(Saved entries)

BEGIN

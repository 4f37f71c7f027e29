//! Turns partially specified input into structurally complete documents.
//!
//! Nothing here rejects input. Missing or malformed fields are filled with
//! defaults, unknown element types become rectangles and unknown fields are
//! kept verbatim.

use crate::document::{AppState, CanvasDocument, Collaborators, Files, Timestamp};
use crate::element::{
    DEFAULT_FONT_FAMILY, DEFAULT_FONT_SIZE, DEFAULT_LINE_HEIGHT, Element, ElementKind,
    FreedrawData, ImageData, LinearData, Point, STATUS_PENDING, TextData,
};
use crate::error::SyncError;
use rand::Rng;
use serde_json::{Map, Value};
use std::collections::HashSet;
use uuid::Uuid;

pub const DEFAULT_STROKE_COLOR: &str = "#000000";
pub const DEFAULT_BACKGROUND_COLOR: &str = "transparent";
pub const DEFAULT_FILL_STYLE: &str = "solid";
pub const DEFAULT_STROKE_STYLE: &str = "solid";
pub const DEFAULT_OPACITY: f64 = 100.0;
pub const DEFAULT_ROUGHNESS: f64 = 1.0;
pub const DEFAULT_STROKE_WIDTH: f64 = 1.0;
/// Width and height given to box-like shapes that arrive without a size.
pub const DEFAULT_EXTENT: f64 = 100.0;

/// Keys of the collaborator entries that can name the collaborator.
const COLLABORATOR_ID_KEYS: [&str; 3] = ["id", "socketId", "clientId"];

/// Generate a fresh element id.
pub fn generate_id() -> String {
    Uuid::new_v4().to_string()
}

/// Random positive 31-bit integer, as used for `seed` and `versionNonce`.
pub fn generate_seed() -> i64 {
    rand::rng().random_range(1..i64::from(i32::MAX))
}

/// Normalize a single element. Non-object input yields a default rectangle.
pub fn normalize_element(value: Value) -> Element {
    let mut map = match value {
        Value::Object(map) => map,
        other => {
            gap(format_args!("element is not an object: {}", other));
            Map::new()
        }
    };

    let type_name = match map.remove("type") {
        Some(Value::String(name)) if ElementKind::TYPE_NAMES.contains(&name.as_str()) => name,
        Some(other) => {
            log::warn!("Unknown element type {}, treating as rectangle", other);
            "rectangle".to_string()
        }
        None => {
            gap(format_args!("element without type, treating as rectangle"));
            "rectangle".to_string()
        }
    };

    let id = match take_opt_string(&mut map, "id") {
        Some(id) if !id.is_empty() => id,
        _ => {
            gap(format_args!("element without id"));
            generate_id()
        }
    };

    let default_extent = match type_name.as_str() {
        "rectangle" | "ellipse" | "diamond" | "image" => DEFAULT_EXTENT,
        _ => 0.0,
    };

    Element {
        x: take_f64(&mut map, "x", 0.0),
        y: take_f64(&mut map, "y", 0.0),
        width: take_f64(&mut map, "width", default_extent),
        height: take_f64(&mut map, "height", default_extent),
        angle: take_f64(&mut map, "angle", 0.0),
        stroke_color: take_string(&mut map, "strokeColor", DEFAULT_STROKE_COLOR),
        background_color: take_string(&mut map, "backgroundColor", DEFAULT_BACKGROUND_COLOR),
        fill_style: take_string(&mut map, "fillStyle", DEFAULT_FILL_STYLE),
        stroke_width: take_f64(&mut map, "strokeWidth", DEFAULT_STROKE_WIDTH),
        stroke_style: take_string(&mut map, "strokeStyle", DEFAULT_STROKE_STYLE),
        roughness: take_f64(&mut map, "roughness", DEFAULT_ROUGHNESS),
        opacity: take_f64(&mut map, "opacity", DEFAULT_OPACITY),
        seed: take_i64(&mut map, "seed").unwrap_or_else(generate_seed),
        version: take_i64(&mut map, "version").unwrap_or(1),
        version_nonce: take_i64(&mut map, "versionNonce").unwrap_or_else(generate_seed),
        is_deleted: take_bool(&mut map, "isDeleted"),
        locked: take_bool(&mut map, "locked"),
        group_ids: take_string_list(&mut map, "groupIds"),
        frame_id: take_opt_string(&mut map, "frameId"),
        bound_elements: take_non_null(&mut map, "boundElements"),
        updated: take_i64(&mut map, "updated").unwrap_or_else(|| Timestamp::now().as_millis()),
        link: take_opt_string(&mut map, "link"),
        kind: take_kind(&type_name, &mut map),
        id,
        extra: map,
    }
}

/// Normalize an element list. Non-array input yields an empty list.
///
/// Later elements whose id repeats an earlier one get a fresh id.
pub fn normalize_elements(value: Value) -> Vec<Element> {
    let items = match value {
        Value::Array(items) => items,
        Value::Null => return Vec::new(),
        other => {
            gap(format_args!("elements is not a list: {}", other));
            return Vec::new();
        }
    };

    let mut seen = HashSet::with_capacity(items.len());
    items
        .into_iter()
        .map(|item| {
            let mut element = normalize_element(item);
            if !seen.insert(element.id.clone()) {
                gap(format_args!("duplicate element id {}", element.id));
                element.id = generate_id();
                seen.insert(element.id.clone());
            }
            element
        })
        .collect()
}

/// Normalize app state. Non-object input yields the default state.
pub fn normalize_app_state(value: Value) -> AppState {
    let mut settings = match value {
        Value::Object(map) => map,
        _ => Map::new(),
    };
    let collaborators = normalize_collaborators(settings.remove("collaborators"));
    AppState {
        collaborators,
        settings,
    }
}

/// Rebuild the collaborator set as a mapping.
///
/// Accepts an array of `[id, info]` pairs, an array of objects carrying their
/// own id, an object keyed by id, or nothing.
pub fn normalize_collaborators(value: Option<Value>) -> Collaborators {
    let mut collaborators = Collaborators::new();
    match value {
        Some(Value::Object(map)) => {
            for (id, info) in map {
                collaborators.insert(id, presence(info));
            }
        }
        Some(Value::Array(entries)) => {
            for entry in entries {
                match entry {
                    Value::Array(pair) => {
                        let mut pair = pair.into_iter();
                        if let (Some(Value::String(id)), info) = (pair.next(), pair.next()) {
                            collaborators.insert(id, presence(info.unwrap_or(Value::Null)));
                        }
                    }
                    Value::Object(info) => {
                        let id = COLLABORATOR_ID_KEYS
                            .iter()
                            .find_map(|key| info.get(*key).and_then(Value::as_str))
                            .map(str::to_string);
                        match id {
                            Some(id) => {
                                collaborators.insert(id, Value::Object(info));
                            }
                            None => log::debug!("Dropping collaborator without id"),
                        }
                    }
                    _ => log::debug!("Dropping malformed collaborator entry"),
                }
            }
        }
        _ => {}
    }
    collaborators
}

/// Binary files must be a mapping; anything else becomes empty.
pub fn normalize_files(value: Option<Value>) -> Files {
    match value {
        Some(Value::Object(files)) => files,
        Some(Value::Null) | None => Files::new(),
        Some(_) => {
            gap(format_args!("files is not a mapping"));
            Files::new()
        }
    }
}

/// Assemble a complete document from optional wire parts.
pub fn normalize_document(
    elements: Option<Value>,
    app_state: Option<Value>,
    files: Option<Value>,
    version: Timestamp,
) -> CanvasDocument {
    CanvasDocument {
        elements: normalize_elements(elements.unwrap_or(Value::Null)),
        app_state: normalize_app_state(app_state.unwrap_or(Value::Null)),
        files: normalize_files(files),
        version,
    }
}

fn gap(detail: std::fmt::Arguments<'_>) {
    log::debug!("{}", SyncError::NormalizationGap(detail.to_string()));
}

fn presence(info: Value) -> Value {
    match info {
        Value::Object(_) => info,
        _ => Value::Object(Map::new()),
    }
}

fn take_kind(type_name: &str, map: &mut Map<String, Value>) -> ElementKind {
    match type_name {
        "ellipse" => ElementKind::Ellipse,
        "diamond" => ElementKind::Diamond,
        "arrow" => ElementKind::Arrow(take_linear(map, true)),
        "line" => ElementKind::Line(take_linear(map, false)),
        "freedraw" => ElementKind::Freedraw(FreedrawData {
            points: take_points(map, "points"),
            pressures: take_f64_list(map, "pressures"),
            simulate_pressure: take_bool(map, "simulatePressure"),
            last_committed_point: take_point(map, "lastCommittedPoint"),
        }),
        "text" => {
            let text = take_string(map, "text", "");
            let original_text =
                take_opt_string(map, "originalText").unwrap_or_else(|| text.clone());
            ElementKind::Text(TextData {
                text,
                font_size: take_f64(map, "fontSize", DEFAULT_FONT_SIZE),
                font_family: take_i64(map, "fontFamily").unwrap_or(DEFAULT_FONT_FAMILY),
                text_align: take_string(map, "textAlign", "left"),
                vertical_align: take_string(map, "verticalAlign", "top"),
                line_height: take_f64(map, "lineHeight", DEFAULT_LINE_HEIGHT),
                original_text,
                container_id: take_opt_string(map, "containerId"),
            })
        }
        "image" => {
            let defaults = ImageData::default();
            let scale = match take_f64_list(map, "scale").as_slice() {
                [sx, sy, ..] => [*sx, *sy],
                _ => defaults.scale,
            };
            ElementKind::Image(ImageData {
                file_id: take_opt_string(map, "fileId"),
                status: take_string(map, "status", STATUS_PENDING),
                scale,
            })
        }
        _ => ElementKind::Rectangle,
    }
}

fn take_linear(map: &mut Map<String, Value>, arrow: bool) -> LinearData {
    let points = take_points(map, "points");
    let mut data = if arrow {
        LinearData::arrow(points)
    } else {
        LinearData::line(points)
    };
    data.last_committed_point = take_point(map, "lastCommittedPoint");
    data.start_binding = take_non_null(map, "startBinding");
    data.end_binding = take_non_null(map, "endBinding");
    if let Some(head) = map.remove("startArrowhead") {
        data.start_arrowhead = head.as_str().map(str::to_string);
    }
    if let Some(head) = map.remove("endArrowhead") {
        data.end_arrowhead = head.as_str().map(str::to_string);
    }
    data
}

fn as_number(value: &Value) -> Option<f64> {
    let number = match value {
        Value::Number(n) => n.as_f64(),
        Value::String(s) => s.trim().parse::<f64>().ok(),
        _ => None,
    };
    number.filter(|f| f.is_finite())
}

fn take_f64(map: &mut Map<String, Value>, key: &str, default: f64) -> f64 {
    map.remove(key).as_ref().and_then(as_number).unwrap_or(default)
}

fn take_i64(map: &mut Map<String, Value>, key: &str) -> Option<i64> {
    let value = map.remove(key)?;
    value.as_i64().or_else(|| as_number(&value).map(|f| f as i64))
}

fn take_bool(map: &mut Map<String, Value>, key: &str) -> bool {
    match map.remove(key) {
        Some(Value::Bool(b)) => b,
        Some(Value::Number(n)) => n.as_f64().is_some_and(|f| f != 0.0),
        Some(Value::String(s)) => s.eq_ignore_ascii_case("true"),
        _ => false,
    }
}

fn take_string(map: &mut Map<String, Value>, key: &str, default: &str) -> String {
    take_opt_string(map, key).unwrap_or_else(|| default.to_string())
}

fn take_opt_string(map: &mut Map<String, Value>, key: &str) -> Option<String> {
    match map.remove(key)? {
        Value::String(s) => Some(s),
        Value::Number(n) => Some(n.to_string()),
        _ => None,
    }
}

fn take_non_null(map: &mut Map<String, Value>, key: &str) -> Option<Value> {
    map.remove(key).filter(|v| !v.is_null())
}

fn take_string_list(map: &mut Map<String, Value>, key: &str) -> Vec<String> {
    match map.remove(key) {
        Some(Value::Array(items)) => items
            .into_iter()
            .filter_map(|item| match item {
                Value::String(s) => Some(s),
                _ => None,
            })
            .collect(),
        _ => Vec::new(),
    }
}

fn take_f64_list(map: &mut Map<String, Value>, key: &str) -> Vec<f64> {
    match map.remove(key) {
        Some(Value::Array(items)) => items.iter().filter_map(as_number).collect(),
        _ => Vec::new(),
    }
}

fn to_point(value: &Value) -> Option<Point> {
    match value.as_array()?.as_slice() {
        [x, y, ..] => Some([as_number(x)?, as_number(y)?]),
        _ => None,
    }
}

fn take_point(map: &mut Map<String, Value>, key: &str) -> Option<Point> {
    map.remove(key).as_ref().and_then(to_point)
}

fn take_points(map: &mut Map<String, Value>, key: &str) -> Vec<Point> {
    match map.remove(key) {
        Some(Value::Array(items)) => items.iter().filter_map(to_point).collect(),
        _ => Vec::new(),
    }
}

END

If a line in the records holds the string "head", count it, and give only the total.

4